Maybe you’re planning a memorable family vacation, aiming to increase contributions to your retirement savings, or building up a college fund for your kids. No matter your plans, staying informed about economic and market conditions is key to aligning your strategies with both near- and long-term opportunities.

The economy and markets delivered a largely positive performance in 2024, but as we step further into a new year, there are uncertainties to consider. With that in mind, let’s explore the latest market trends and identify a few practical strategies to help you stay on course toward your financial goals this year.

What’s Going on in the Markets Right Now?

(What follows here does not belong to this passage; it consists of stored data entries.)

/// Entry point and game loop.

mod config;
mod domain;
mod sim;
mod ui;

use std::fs::File;
use std::time::{Duration, Instant};

use log::info;

use config::GameConfig;
use domain::entity::FrameInput;
use sim::event::GameEvent;
use sim::level::load_levels;
use sim::progress;
use sim::world::{Phase, WorldState};
use ui::gamepad::GamepadState;
use ui::input::InputState;
use ui::renderer::Renderer;
use ui::sound::{Sfx, SoundEngine};

/// The terminal is in raw alternate-screen mode, so logs go to a file.
const LOG_FILE: &str = "hamiltonian-escape.log";

/// Longest frame delta fed to the simulation (e.g. after a terminal stall).
const MAX_DT: f32 = 0.25;

fn main() {
    init_logging();

    let config = GameConfig::load();
    let levels = load_levels(&config);
    info!("{} levels ready", levels.len());

    let mut world = WorldState::new(levels, config.timing.clone());

    let mut renderer = Renderer::new();
    if let Err(e) = renderer.init() {
        eprintln!("Terminal init failed: {e}");
        return;
    }

    let mut sound = SoundEngine::new();
    if let (Some(engine), Some(path)) = (sound.as_mut(), config.music.as_deref()) {
        engine.play_music(path);
    }

    let result = game_loop(&mut world, &mut renderer, sound.as_ref(), &config);

    if let Err(e) = renderer.cleanup() {
        eprintln!("Terminal cleanup failed: {e}");
    }

    if let Err(e) = result {
        eprintln!("Game error: {e}");
    }

    println!();
    println!("Thanks for playing Hamiltonian Escape!");
}

/// `RUST_LOG` overrides the default `info` filter. No file, no logs.
fn init_logging() {
    let Ok(file) = File::create(LOG_FILE) else { return };
    env_logger::Builder::from_env(env_logger::Env::default().default_filter_or("info"))
        .target(env_logger::Target::Pipe(Box::new(file)))
        .init();
}

fn game_loop(
    world: &mut WorldState,
    renderer: &mut Renderer,
    sound: Option<&SoundEngine>,
    config: &GameConfig,
) -> Result<(), Box<dyn std::error::Error>> {
    let mut kb = InputState::new();
    kb.honor_release = renderer.enable_key_release();
    let mut gp = GamepadState::new();
    gp.apply_config(&config.gamepad);

    let frame = Duration::from_millis(config.timing.frame_ms);
    let mut last_frame = Instant::now();

    loop {
        kb.drain_events();
        gp.update();

        if kb.ctrl_c_pressed() {
            break;
        }

        let mut input = merge(kb.frame_input(), gp.frame_input());
        match world.phase {
            Phase::Title if input.cancel || kb.quit_pressed() => break,
            Phase::Title | Phase::GameEnd => {}
            _ if input.cancel => {
                info!("back to title from level {}", world.level_index + 1);
                progress::return_to_title(world);
                input = FrameInput::default();
            }
            _ => {}
        }

        let now = Instant::now();
        let dt = now.duration_since(last_frame).as_secs_f32().min(MAX_DT);
        last_frame = now;

        let events = progress::advance(world, input, dt);
        process_sound_events(sound, &events);
        for event in &events {
            match event {
                GameEvent::DoorUnlocked { id, .. } => {
                    world.set_message(&format!("Door {} opened", id.to_ascii_uppercase()), 1.5);
                }
                GameEvent::RoomReset => world.set_message("Room reset", 1.5),
                _ => {}
            }
        }

        renderer.render(world)?;
        std::thread::sleep(frame);
    }

    Ok(())
}

/// Keyboard and pad both count; an action fires if either source pressed it.
fn merge(a: FrameInput, b: FrameInput) -> FrameInput {
    FrameInput {
        up: a.up || b.up,
        down: a.down || b.down,
        left: a.left || b.left,
        right: a.right || b.right,
        reset: a.reset || b.reset,
        confirm: a.confirm || b.confirm,
        cancel: a.cancel || b.cancel,
    }
}

fn process_sound_events(sound: Option<&SoundEngine>, events: &[GameEvent]) {
    let Some(sfx) = sound else { return };

    // One effect per frame: the most significant event wins
    let pick = events.iter()
        .filter_map(|e| match e {
            GameEvent::PlayerMoved { .. } => Some(Sfx::Step),
            GameEvent::SlideStarted => Some(Sfx::Slide),
            GameEvent::SwitchPressed { .. } => Some(Sfx::Switch),
            GameEvent::GoalUnlocked => Some(Sfx::Unlock),
            GameEvent::RoomSolved => Some(Sfx::Clear),
            GameEvent::GameComplete => Some(Sfx::Complete),
            _ => None,
        })
        .max();

    if let Some(s) = pick {
        sfx.play(s);
    }
}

The S&P 500 Index of U.S. stocks returned 24.8% in 2024, while the Bloomberg U.S. Aggregate Bond Index gained 1.2% on the year. At the time of this writing, estimates are calling for U.S. gross domestic product (GDP) growth of approximately 2.7% for 2024. Many economists and Wall Street analysts have been calling for a recession for several years now, but the economy has proved quite resilient!

As we can see, forecasting is a difficult task. And while we don’t have a crystal ball to predict what lies ahead, we may still consider current market and economic indicators and how investors have acted in comparable situations in the past.

One thing to look at is the actions of the U.S. Federal Reserve (Fed). The Fed aggressively raised interest rates in 2022 and 2023 to combat inflation. In 2024, thanks to cooling inflation, the Fed started lowering interest rates. However, at its December meeting, the Fed signaled fewer rate cuts in 2025 than were previously anticipated.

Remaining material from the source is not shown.